The journey towards the European Union (EU) integration has experienced several turnings. This section of the essay will detail some of the core turning points in the EU integration. Establishment of a Common Agricultural Policy (CAP) was a major turning point in EU integration. The Treaty of Rome defined the specific objectives of the CAP. The CAP was introduced in 1962 (Folmern.p). The establishment of the CAP was enshrined to the state of food shortages after World War II. The aim of the CAP was to build a common European Community market and to cut off tariffs on agricultural products. The CAP was firmly adopted by six member states who were the co-founders of the policy. It is through this CAP that the six member states were able to form a cohesive bond, which later on catalyzed EU integration.
Ankara Agreement also constitutes a key turning point in EU integration.
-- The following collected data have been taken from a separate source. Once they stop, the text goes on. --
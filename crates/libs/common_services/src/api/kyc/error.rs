use crate::database::DbError;
use axum::Json;
use axum::http::StatusCode;
use axum::response::{IntoResponse, Response};
use serde_json::json;
use thiserror::Error;
use tracing::warn;

#[derive(Debug, Error)]
pub enum KycError {
    #[error("Database error")]
    Database(#[from] sqlx::Error),

    #[error("KYC submission not found: {0}")]
    NotFound(String),

    #[error("{0} is required")]
    MissingField(&'static str),

    #[error("a rejection needs a review note")]
    MissingNote,

    #[error("KYC is already approved")]
    AlreadyApproved,

    #[error("submission {0} was already reviewed")]
    AlreadyReviewed(String),
}

impl IntoResponse for KycError {
    fn into_response(self) -> Response {
        let status = match &self {
            Self::Database(e) => {
                warn!("Database query failed: {}", e);
                return (
                    StatusCode::INTERNAL_SERVER_ERROR,
                    Json(json!({ "error": "A database error occurred." })),
                )
                    .into_response();
            }
            Self::NotFound(_) => StatusCode::NOT_FOUND,
            Self::MissingField(_) | Self::MissingNote => StatusCode::BAD_REQUEST,
            Self::AlreadyApproved | Self::AlreadyReviewed(_) => StatusCode::CONFLICT,
        };
        warn!("KYC -> {}", self);
        (status, Json(json!({ "error": self.to_string() }))).into_response()
    }
}

impl From<DbError> for KycError {
    fn from(err: DbError) -> Self {
        match err {
            DbError::UniqueViolation(e) | DbError::Sqlx(e) => Self::Database(e),
        }
    }
}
The agreement created a strong association between the European Economic Community and the Republic of Turkey. The treaty facilitated a process that would result in the creation of customs unions. The process was a three step process. The process was also a means to aid in securing Turkey’s full membership in the European Economic Community.
The signing of a merger treaty was also a major turning point in EU integration. The merger treaty, which became operational on 1st July 1965 was to provide single council and a separate committeeof the then three European communities (Laursen 78). The communities included the European Atomic Energy Community (EURATOM), The European Coal and Steel Community (ECSC), and the European Economic Community. The agreement stated that the commission and the council of the EEC should relief the council and commission of both EURATOM and ECSC. This merger arrangement strengthens the EEC, which later on was renamed to be the European Union. The merger treaty was repealed by the Amsterdam treaty. The Amsterdam treaty was signed in 1997, but it came into operational in 1999.
The accession of United Kingdom, Denmark, and Ireland in 1973 was also a key turning point in EU integration. The Treaty of Accession 1972 provided the provisions that facilitated the entry of Denmark, Ireland, and the UK into the Union. In 1981, Greece also joined the ECC. To boost the member states, Spain and Portugal joined the union in 1986. These individual years were significant success turning points of the EU integration. In 1995, Austria, Sweden and Finland also joined the union. In 2007, Bulgaria and Romania acceded to the union and finally, in 2013, Croatia joins the union. The member grew and therefore the union’s power, and bonding grew significantly. To more advanced steps towards EU integration was realized Jacques Delors was named as a commission’s president. Delors was keen and promoted economic and monetary union: these two elements were fundamental in the integration process. He also attempted to stabilize ventures of free trade that would bestow direct benefits to the managers.
Single European Act of 1986 was a core turning point towards EU integration. The acts form one of the first and significant amendments to the foundational treaties governing the European Communities (Laursenn.p). The treaty of Paris 1951 and Agreement of Rome 1957 were the foundational treaties. The Single Act laid down fundamental objectives such as the implementation of a great market free of frontiers, an advanced social and economic cohesion, and strengthening European Monetary Policy. The Single European Act also provided an essential forward step in the European Community integration. As a matter of fact, the single act spearheaded the journey towards the European Union treaty (1986 - 1992).
The communism collapse in Eastern Europe in 1989 was also a key turning point towards EU integration. Prior the fall of the Iron Curtain, the Soviet Union, and its satellite states limited their contact with the non-Soviet-controlled areas and the west. Therefore, the fall of the iron curtain spearheaded to the integration of the Eastern Europe to the European community. This was a significant step towards EU integration.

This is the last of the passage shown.